In a 90-minute presentation on Kosovo at the US Institute of Peace (USIP), 21 September, she said the US embassy in Kosovo once wanted her to remove what it regarded as a dangerous man on the panel. ‘But we had four other panellists, and I felt we needed to be open to all viewpoints,’ she said. The man remained.

I met her before her presentation, moderated by Dr Michael J. Dziedzic (PhD, Senior Program Officer: Stabilization Center for Conflict Management. At my request, he gave her the Sarajevo Commitment. I also briefed her about the ICF.

What came through her talk was the powerful role media play in the effort to eliminate corruption, raise living standards and otherwise make Kosovo a model country. She said 82 countries now recognize it.

With the help of dozens of her network's investigative journalists she monitors public officials, the courts and other power sources.
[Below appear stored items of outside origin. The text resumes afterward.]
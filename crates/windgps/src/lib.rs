//! `windgps` - Decode wind/GPS logger captures and reconstruct a UTC timeline
//!
//! This library decodes the fixed-size binary blocks written by a wind/GPS
//! logger, recovers the block layout when it is only approximately known,
//! repairs counter and date glitches, and fits the logger's local millisecond
//! clock to GPS time.

#![warn(missing_docs)]
#![warn(missing_debug_implementations)]
#![deny(unsafe_code)]

pub mod cli;
pub mod clock;
pub mod codec;
pub mod config;
pub mod dates;
pub mod discovery;
pub mod error;
pub mod logging;
pub mod pipeline;
pub mod repair;
pub mod storage;
pub mod wind;

pub use clock::{AnchorPoint, ClockFit, ClockFitter, ClockModel, RansacConfig};
pub use codec::layout::{DiscoveredLayout, LayoutDiscoverer};
pub use codec::stream::BlockStreamDecoder;
pub use codec::{BlockGeometry, RawBlock, Record, RecordCodec};
pub use config::Config;
pub use dates::DateReconciler;
pub use discovery::find_log_files;
pub use error::{Error, Result};
pub use logging::init_logging;
pub use pipeline::{Dataset, Pipeline, RunSummary, Sample};
pub use repair::repair_millis;
pub use storage::{RunRecord, Storage, StoredSample};
pub use wind::{WindExtractor, WindSample};
//! Error types for windgps.
//!
//! This module defines all error types used throughout the windgps crate,
//! providing detailed context for debugging and user-friendly error messages.

use std::path::PathBuf;
use thiserror::Error;

/// The main error type for windgps operations.
#[derive(Error, Debug)]
pub enum Error {
    // === Decode Errors ===
    /// Fewer bytes remain than one full block requires.
    #[error("truncated input: block needs {needed} bytes, only {available} available")]
    TruncatedInput {
        /// Bytes required for one block under the current geometry.
        needed: usize,
        /// Bytes actually available.
        available: usize,
    },

    /// Geometry discovery did not converge within the attempt bound.
    #[error("block layout not found after {attempts} attempts (last padding tried: {last_padding})")]
    LayoutNotFound {
        /// Number of candidate geometries tried.
        attempts: u32,
        /// Padding length of the last candidate.
        last_padding: u32,
    },

    /// A single record field failed to decode.
    #[error("failed to decode field '{field}': {message}")]
    FieldDecodeFailure {
        /// Name of the field.
        field: &'static str,
        /// Description of what went wrong.
        message: String,
    },

    // === Clock Errors ===
    /// Too few GPS anchor points to fit a clock model.
    #[error("insufficient GPS anchors for clock fit: found {found}, need at least 2")]
    InsufficientAnchors {
        /// Number of usable anchors.
        found: usize,
    },

    /// All anchors share one local tick, so no line is defined.
    #[error("degenerate GPS anchors: all {count} anchors share the same local tick")]
    DegenerateAnchors {
        /// Number of anchors involved.
        count: usize,
    },

    // === Input Errors ===
    /// The decoder was given an empty file list.
    #[error("no input files given")]
    EmptyFileSet,

    /// No input files matched the discovery filters.
    #[error("no log files matching '{pattern}' found in {dir}")]
    NoInputFiles {
        /// Directory that was searched.
        dir: PathBuf,
        /// The include substring.
        pattern: String,
    },

    /// Failed to read an input file.
    #[error("failed to read {path}: {source}")]
    FileRead {
        /// Path of the file.
        path: PathBuf,
        /// The underlying error.
        #[source]
        source: std::io::Error,
    },

    // === Storage Errors ===
    /// Failed to open or create the database.
    #[error("failed to open database at {path}: {source}")]
    DatabaseOpen {
        /// Path to the database file.
        path: PathBuf,
        /// The underlying error.
        #[source]
        source: rusqlite::Error,
    },

    /// A database query failed.
    #[error("database query failed: {0}")]
    DatabaseQuery(#[from] rusqlite::Error),

    /// Failed to run database migrations.
    #[error("database migration failed: {message}")]
    DatabaseMigration {
        /// Description of what went wrong.
        message: String,
    },

    // === Configuration Errors ===
    /// Failed to load configuration.
    #[error("failed to load configuration: {0}")]
    ConfigLoad(Box<figment::Error>),

    /// Configuration validation failed.
    #[error("invalid configuration: {message}")]
    ConfigValidation {
        /// Description of the validation failure.
        message: String,
    },

    // === I/O Errors ===
    /// File system operation failed.
    #[error("I/O error: {0}")]
    Io(#[from] std::io::Error),

    /// Failed to create a required directory.
    #[error("failed to create directory {path}: {source}")]
    DirectoryCreate {
        /// Path that couldn't be created.
        path: PathBuf,
        /// The underlying error.
        #[source]
        source: std::io::Error,
    },

    // === Serialization Errors ===
    /// JSON serialization/deserialization failed.
    #[error("JSON error: {0}")]
    Json(#[from] serde_json::Error),
}

/// A specialized Result type for windgps operations.
pub type Result<T> = std::result::Result<T, Error>;

impl From<figment::Error> for Error {
    fn from(err: figment::Error) -> Self {
        Self::ConfigLoad(Box::new(err))
    }
}

impl Error {
    /// Create a field decode failure.
    #[must_use]
    pub fn field_decode(field: &'static str, message: impl Into<String>) -> Self {
        Self::FieldDecodeFailure {
            field,
            message: message.into(),
        }
    }

    /// Create a configuration validation error.
    #[must_use]
    pub fn config_validation(message: impl Into<String>) -> Self {
        Self::ConfigValidation {
            message: message.into(),
        }
    }

    /// Check if this error is recoverable per record.
    #[must_use]
    pub fn is_recoverable(&self) -> bool {
        matches!(self, Self::FieldDecodeFailure { .. })
    }
}

#[cfg(test)]
mod tests {
    use super::*;

    #[test]
    fn test_truncated_input_display() {
        let err = Error::TruncatedInput {
            needed: 839,
            available: 100,
        };
        let msg = err.to_string();
        assert!(msg.contains("839"));
        assert!(msg.contains("100"));
    }

    #[test]
    fn test_layout_not_found_display() {
        let err = Error::LayoutNotFound {
            attempts: 20,
            last_padding: 109,
        };
        assert_eq!(
            err.to_string(),
            "block layout not found after 20 attempts (last padding tried: 109)"
        );
    }

    #[test]
    fn test_insufficient_anchors_display() {
        let err = Error::InsufficientAnchors { found: 1 };
        assert!(err.to_string().contains("found 1"));
    }

    #[test]
    fn test_field_decode_failure() {
        let err = Error::field_decode("wind", "odd token count");
        assert_eq!(
            err.to_string(),
            "failed to decode field 'wind': odd token count"
        );
        assert!(err.is_recoverable());
    }

    #[test]
    fn test_is_recoverable() {
        assert!(!Error::TruncatedInput {
            needed: 1,
            available: 0
        }
        .is_recoverable());
        assert!(!Error::InsufficientAnchors { found: 0 }.is_recoverable());
    }

    #[test]
    fn test_no_input_files_display() {
        let err = Error::NoInputFiles {
            dir: PathBuf::from("/data/run1"),
            pattern: ".bin".to_string(),
        };
        let msg = err.to_string();
        assert!(msg.contains("/data/run1"));
        assert!(msg.contains(".bin"));
    }

    #[test]
    fn test_config_validation_error_display() {
        let err = Error::config_validation("residual_threshold must be positive");
        assert!(err.to_string().contains("residual_threshold"));
    }

    #[test]
    fn test_from_io_error() {
        let io_err = std::io::Error::new(std::io::ErrorKind::NotFound, "file not found");
        let err: Error = io_err.into();
        assert!(err.to_string().contains("file not found"));
    }

    #[test]
    fn test_from_rusqlite_error() {
        let result = rusqlite::Connection::open_with_flags(
            "/nonexistent/path/db.sqlite",
            rusqlite::OpenFlags::SQLITE_OPEN_READ_ONLY,
        );
        if let Err(sqlite_err) = result {
            let err: Error = sqlite_err.into();
            assert!(matches!(err, Error::DatabaseQuery(_)));
        }
    }

    #[test]
    fn test_from_json_error() {
        let json_result: std::result::Result<i32, serde_json::Error> =
            serde_json::from_str("not valid json");
        if let Err(json_err) = json_result {
            let err: Error = json_err.into();
            assert!(matches!(err, Error::Json(_)));
        }
    }

    #[test]
    fn test_file_read_error_display() {
        let err = Error::FileRead {
            path: PathBuf::from("/data/LOG00001.bin"),
            source: std::io::Error::new(std::io::ErrorKind::PermissionDenied, "denied"),
        };
        assert!(err.to_string().contains("LOG00001.bin"));
    }
}
//! Block geometry discovery.
//!
//! The logger firmware does not record its padding length, and the nominal
//! values users know are often off by a few bytes. Every block header carries
//! the same record count when the geometry is right; any padding error makes
//! block boundaries drift into record or fill bytes, so the headers read at the
//! drifted offsets disagree. Discovery searches padding lengths upward from the
//! nominal seed until the headers agree.

use std::path::Path;

use serde::Serialize;
use tracing::{debug, trace, warn};

use super::{BlockGeometry, RecordCodec};
use crate::error::{Error, Result};

/// Default bound on candidate geometries tried per file.
pub const DEFAULT_MAX_ATTEMPTS: u32 = 64;

/// Result of a successful discovery.
#[derive(Debug, Clone, Copy, PartialEq, Eq, Serialize)]
pub struct DiscoveredLayout {
    /// The validated geometry.
    pub geometry: BlockGeometry,
    /// Candidate geometries tried, including the accepted one.
    pub attempts: u32,
    /// Number of complete blocks in the file.
    pub block_count: usize,
    /// Bytes after the last complete block.
    pub trailing_bytes: usize,
}

/// Finds the true block geometry of a capture file.
#[derive(Debug, Clone, Copy)]
pub struct LayoutDiscoverer {
    codec: RecordCodec,
    max_attempts: u32,
}

impl LayoutDiscoverer {
    /// Create a discoverer for records of `codec`'s width.
    #[must_use]
    pub fn new(codec: RecordCodec, max_attempts: u32) -> Self {
        Self {
            codec,
            max_attempts,
        }
    }

    /// Discover the geometry of the file at `path`.
    ///
    /// # Errors
    ///
    /// Returns [`Error::FileRead`] if the file cannot be read, otherwise as
    /// [`LayoutDiscoverer::discover`].
    pub fn discover_file(
        &self,
        path: impl AsRef<Path>,
        nominal: BlockGeometry,
    ) -> Result<DiscoveredLayout> {
        let path = path.as_ref();
        let bytes = std::fs::read(path).map_err(|source| Error::FileRead {
            path: path.to_path_buf(),
            source,
        })?;
        debug!(path = %path.display(), len = bytes.len(), "Discovering block layout");
        self.discover(&bytes, nominal)
    }

    /// Discover the geometry of an in-memory capture.
    ///
    /// The record count is taken from the first block header; padding is then
    /// increased one byte at a time from `nominal.padding_bytes` until the
    /// header count is identical in every block.
    ///
    /// # Errors
    ///
    /// Returns [`Error::TruncatedInput`] if `bytes` holds less than one block
    /// under `nominal`, and [`Error::LayoutNotFound`] if no candidate within
    /// the attempt bound yields consistent headers.
    pub fn discover(&self, bytes: &[u8], nominal: BlockGeometry) -> Result<DiscoveredLayout> {
        let needed = self.codec.block_size(nominal);
        if bytes.len() < needed {
            return Err(Error::TruncatedInput {
                needed,
                available: bytes.len(),
            });
        }

        let header_count = RecordCodec::header_at(bytes, 0).unwrap_or(0);
        if header_count == 0 {
            warn!("First block header holds a zero record count");
            return Err(Error::LayoutNotFound {
                attempts: 0,
                last_padding: nominal.padding_bytes,
            });
        }

        let mut geometry = nominal;
        if header_count != nominal.records_per_block {
            debug!(
                nominal = nominal.records_per_block,
                header = header_count,
                "Correcting records per block from first block header"
            );
            geometry = geometry.with_records_per_block(header_count);
        }

        for attempt in 1..=self.max_attempts {
            let headers = self.header_counts(bytes, geometry);
            if headers.is_empty() {
                trace!(padding = geometry.padding_bytes, "No complete block fits");
            } else {
                let spread = population_std_dev(&headers);
                trace!(
                    padding = geometry.padding_bytes,
                    blocks = headers.len(),
                    spread,
                    "Tried block layout"
                );
                if spread == 0.0 {
                    if headers.len() == 1 {
                        warn!("Only one block in file; layout cannot be cross-checked");
                    }
                    let block_size = self.codec.block_size(geometry);
                    debug!(%geometry, attempts = attempt, "Block layout found");
                    return Ok(DiscoveredLayout {
                        geometry,
                        attempts: attempt,
                        block_count: headers.len(),
                        trailing_bytes: bytes.len() % block_size,
                    });
                }
            }

            if attempt == self.max_attempts {
                break;
            }
            let Some(padding) = geometry.padding_bytes.checked_add(1) else {
                break;
            };
            geometry = geometry.with_padding_bytes(padding);
        }

        Err(Error::LayoutNotFound {
            attempts: self.max_attempts,
            last_padding: geometry.padding_bytes,
        })
    }

    /// Header count of every complete block under `geometry`.
    fn header_counts(&self, bytes: &[u8], geometry: BlockGeometry) -> Vec<u32> {
        let block_size = self.codec.block_size(geometry);
        let blocks = bytes.len() / block_size;
        (0..blocks)
            .filter_map(|i| RecordCodec::header_at(bytes, i * block_size))
            .collect()
    }
}

/// Population standard deviation of `values`.
///
/// Zero exactly when every value is equal.
#[must_use]
pub fn population_std_dev(values: &[u32]) -> f64 {
    if values.is_empty() {
        return 0.0;
    }
    #[allow(clippy::cast_precision_loss)]
    let n = values.len() as f64;
    let mean = values.iter().map(|&v| f64::from(v)).sum::<f64>() / n;
    let variance = values
        .iter()
        .map(|&v| {
            let d = f64::from(v) - mean;
            d * d
        })
        .sum::<f64>()
        / n;
    variance.sqrt()
}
Kosovo is a ‘diverse group of people,’ in a two million population market, she said, and added her network's aim is to help improve ‘education, the economy and eliminate corruption and violence against women.’ As well, she wants women on courts.

While most Kosovo residents are Albanian, the country has a sizable minority of Serbians. From Xharra's account, the Serbians are doing quite well though they don't have the public TV channel the Kosovo Constitution guaranteed them. Asked why, she said she thought it was mostly because they lacked the resources. Moreover, they have private TV channels.

Xharra's evident principal fear now is that the government's plan to privatize Kosovo's oil production (third largest supply in Europe) will breed corruption. She planned to meet with World Bank representatives during its annual meeting this week in Washington to encourage more aid to Kosovo.

A year-2000 MA graduate in War Studies from King's College, London, she later managed the BBC bureau in Kosovo. She also worked for BBC News in Albania and Macedonia in 1999.